● How to complete this task
Which lines have the string "that"? Copy all of them from the entries below.

● Input data
+ + + + + + +
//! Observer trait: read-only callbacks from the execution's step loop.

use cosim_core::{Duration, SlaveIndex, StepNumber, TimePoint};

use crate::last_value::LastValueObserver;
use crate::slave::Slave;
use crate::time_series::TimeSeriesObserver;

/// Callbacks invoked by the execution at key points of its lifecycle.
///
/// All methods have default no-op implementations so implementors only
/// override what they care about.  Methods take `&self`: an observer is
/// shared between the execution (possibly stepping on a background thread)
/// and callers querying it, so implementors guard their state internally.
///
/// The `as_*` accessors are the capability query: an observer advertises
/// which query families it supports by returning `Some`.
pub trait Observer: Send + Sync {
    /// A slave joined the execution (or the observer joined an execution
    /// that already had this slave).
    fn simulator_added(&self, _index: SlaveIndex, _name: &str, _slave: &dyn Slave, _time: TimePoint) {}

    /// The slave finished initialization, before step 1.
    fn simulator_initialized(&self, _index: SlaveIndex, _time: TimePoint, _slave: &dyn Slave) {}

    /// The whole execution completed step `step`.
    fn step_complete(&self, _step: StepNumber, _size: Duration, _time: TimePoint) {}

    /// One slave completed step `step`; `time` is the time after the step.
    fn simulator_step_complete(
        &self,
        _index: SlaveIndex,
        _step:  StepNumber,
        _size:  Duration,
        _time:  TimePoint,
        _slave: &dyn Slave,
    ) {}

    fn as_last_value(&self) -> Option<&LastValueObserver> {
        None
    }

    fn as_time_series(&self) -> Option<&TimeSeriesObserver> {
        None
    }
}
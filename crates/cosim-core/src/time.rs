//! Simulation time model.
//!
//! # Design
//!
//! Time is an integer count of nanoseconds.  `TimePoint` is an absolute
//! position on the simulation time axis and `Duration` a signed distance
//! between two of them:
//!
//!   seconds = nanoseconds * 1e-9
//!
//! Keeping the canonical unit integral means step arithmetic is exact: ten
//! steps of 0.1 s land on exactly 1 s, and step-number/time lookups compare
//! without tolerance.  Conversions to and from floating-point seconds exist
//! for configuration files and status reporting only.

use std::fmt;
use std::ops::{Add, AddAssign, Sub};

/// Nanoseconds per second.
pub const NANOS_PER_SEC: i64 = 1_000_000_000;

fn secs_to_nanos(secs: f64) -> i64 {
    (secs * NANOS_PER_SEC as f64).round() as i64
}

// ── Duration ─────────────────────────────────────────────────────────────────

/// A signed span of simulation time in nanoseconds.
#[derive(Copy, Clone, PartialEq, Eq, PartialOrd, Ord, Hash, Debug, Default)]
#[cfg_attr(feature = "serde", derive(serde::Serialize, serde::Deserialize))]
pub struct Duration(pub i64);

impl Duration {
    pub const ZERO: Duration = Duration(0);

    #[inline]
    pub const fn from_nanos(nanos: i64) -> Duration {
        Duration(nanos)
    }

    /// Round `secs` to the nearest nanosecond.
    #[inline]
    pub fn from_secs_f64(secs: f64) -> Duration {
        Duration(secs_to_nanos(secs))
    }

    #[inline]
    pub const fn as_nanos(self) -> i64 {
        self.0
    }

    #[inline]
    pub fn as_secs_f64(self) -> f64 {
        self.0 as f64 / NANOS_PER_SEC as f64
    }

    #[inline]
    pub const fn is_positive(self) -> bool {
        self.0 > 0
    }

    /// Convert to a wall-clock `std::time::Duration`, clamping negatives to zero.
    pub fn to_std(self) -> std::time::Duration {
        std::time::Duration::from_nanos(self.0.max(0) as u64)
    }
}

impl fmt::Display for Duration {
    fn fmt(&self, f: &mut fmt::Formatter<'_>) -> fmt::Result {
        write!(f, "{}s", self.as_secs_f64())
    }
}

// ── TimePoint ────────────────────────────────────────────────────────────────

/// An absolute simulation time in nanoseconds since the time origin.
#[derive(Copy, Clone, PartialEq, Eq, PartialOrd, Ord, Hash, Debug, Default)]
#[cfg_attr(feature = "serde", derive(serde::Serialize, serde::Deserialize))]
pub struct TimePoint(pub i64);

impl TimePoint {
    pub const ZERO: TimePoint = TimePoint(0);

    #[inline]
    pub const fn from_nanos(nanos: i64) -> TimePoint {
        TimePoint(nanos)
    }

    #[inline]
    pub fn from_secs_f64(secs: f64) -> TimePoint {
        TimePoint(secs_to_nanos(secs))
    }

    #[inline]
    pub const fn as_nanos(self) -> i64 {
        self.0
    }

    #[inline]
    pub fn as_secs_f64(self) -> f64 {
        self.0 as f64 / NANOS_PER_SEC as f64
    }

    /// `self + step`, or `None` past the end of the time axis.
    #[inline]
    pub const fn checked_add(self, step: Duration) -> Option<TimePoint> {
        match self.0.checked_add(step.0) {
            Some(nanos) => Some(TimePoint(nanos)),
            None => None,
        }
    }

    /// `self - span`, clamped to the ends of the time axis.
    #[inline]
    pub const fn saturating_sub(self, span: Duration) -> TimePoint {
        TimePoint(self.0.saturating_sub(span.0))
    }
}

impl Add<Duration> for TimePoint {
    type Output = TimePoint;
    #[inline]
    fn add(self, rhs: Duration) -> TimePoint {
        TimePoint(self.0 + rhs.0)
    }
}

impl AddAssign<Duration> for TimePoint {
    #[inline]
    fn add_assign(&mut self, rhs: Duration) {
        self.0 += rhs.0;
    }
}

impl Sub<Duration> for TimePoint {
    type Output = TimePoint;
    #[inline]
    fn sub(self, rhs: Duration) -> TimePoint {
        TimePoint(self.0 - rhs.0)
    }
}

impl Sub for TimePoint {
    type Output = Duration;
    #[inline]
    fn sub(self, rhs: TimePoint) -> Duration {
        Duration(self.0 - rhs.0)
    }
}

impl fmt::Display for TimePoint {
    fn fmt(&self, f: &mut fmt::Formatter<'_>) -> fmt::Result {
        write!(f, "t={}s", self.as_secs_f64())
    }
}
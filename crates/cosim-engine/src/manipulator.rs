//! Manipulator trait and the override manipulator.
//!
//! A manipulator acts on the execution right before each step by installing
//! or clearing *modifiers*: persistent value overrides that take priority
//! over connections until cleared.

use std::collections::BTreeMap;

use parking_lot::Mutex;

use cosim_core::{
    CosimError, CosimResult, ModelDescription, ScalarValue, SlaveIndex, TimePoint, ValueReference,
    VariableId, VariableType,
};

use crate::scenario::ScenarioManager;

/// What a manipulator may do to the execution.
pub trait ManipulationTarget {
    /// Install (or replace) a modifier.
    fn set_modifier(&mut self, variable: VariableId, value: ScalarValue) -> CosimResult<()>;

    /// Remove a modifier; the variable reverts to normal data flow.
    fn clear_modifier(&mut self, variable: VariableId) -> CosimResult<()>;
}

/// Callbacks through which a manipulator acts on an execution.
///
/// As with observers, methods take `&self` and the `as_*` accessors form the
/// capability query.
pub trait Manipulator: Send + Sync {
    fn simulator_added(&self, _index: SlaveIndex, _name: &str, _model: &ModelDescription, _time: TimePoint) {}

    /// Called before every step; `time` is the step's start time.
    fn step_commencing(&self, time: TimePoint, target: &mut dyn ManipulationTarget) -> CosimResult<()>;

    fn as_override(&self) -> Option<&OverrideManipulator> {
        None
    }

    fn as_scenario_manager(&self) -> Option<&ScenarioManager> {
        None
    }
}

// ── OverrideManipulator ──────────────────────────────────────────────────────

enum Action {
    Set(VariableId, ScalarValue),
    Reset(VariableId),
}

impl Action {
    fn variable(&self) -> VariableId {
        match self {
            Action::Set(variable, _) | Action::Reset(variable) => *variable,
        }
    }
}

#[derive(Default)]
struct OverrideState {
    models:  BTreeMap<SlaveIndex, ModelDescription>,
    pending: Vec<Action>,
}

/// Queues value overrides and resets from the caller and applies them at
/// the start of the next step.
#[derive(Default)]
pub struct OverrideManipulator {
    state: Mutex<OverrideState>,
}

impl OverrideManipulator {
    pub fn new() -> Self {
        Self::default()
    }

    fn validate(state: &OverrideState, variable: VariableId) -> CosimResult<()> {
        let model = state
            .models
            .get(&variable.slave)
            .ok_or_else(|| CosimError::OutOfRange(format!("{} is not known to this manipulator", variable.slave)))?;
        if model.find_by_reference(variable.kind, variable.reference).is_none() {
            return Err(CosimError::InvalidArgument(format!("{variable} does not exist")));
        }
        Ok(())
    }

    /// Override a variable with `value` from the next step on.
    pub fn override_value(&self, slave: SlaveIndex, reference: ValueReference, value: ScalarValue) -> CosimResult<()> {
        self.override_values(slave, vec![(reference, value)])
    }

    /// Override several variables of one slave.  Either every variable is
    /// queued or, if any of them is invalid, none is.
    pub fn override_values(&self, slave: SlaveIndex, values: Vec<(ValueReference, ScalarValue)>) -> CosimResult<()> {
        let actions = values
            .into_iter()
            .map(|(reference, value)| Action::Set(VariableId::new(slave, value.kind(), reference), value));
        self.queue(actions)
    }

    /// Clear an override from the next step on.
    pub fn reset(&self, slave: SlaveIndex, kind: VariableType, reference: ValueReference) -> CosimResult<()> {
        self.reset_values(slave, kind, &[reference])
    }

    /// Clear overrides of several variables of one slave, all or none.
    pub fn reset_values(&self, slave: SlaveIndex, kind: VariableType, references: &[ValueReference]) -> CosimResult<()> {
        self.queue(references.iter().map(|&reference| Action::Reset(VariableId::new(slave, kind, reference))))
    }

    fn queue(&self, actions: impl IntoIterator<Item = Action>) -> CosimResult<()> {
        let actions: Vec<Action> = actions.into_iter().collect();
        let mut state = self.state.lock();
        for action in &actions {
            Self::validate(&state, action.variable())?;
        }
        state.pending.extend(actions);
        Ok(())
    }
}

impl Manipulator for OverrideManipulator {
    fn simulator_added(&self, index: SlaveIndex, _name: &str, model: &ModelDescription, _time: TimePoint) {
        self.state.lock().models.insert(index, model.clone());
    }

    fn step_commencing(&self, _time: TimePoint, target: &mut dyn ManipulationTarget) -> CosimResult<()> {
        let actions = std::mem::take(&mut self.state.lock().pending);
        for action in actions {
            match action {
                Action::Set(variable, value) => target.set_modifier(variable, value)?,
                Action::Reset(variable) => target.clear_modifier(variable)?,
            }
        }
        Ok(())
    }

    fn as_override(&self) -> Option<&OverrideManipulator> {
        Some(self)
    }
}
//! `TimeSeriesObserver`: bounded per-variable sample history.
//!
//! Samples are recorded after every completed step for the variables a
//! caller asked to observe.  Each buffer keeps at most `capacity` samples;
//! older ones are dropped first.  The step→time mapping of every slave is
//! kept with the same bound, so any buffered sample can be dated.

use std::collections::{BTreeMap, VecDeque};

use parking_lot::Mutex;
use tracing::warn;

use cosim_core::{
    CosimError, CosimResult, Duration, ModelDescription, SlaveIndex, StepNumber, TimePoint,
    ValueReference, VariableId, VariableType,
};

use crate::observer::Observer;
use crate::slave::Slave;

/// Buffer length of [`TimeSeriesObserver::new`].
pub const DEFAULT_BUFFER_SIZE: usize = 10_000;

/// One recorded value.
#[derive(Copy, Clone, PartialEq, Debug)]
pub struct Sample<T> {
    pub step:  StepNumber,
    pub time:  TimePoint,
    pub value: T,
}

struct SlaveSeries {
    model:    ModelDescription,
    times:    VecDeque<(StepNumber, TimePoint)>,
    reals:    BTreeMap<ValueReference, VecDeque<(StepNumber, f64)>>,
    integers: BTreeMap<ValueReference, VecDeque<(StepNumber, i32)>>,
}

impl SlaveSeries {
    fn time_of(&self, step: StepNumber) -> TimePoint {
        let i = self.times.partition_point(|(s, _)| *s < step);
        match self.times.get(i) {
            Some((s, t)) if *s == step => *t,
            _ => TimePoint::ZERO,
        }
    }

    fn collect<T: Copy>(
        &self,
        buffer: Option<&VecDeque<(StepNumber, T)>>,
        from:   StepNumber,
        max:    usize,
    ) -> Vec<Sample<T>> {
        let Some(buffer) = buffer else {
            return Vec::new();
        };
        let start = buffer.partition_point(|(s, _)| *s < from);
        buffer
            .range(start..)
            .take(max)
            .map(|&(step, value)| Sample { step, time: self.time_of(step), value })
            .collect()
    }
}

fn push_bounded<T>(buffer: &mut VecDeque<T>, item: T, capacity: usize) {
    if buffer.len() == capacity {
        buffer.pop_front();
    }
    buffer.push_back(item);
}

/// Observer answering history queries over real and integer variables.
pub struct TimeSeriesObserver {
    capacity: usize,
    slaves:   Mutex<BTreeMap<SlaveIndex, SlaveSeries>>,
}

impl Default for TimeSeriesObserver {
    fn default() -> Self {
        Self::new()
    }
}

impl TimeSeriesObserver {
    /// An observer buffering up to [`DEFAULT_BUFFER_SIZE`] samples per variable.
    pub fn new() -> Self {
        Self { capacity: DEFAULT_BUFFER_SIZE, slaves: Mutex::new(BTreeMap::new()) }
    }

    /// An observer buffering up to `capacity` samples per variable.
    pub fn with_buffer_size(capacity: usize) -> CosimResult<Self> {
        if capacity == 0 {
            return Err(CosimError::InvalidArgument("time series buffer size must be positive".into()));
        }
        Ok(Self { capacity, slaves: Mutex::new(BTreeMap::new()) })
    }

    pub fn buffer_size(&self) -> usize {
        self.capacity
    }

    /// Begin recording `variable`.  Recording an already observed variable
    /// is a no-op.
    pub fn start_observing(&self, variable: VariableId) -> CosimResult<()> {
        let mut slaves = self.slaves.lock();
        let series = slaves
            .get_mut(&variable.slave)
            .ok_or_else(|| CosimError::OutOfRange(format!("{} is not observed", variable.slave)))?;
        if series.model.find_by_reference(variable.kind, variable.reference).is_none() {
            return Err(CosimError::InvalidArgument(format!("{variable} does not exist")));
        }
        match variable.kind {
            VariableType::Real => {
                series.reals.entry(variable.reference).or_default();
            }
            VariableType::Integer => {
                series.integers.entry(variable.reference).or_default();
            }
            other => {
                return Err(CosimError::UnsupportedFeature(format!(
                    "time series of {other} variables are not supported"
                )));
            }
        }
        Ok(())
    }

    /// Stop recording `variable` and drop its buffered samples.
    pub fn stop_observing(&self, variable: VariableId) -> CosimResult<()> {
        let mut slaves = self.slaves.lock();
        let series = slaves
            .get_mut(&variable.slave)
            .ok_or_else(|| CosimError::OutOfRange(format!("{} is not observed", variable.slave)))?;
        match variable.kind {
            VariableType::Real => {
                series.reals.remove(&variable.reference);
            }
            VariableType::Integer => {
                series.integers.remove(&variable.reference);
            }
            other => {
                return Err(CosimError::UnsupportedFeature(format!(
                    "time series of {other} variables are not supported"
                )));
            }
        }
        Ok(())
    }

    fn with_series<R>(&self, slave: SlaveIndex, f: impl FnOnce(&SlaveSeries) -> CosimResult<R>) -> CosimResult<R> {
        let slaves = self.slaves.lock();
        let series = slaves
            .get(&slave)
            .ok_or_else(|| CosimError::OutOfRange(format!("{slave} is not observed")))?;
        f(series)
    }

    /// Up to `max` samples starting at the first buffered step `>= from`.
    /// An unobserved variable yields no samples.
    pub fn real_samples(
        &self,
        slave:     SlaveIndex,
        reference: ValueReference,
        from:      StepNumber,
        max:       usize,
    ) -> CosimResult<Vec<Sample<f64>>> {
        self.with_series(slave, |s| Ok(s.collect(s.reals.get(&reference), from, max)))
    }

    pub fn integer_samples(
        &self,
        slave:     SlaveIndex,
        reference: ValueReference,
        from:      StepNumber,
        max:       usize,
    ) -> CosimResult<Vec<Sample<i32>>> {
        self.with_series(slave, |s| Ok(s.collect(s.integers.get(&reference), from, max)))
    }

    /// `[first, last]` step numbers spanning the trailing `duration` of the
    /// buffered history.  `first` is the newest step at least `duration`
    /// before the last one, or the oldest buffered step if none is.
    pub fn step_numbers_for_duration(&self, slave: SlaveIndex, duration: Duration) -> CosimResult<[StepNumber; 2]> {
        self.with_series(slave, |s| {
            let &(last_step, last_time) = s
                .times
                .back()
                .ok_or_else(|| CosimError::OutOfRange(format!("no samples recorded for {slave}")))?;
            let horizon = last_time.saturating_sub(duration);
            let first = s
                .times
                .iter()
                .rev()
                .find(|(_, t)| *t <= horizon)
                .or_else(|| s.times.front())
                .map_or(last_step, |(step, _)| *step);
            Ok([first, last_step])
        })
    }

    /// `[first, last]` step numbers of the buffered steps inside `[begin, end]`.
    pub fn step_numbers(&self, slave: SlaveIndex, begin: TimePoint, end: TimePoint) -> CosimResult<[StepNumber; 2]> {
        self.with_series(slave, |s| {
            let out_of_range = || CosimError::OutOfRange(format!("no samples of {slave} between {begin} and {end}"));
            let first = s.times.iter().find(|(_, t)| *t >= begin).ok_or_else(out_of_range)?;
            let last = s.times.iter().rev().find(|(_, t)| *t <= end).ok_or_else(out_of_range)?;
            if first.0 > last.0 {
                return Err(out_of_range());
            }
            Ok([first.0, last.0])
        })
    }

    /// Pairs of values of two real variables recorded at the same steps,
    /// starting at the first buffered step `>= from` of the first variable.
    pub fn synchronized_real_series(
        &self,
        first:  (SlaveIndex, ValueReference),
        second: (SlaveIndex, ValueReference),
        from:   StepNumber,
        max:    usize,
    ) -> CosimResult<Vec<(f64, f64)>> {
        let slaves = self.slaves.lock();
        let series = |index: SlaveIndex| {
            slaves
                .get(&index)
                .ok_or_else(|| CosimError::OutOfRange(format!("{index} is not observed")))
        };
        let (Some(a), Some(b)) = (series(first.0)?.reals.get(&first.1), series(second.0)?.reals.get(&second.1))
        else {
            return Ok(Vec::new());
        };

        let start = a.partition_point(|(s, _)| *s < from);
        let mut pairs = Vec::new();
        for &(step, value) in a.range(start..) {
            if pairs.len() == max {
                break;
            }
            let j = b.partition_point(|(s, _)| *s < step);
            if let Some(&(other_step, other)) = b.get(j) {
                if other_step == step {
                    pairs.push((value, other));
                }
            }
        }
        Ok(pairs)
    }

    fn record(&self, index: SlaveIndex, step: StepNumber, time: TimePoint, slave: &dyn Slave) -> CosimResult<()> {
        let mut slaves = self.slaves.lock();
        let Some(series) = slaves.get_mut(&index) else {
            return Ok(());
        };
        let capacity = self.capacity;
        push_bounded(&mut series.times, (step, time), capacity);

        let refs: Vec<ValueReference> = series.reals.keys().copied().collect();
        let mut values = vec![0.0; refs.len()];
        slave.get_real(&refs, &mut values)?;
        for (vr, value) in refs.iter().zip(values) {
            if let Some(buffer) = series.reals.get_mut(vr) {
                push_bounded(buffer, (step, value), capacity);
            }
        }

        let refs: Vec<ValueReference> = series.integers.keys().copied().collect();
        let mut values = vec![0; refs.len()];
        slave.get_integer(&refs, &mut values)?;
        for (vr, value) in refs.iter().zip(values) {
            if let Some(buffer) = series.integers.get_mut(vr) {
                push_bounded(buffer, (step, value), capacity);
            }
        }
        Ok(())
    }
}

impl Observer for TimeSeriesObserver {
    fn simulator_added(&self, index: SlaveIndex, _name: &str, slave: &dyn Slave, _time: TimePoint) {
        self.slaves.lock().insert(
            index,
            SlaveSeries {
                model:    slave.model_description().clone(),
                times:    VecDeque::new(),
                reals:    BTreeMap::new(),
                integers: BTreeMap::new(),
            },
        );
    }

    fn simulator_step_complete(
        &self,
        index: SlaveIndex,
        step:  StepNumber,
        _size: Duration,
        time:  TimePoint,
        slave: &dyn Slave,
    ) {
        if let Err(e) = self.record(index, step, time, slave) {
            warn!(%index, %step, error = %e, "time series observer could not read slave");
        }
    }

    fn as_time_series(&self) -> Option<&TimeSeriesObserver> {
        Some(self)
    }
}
+ + + + + + +
● Answer
    /// that already had this slave).
//! or clearing *modifiers*: persistent value overrides that take priority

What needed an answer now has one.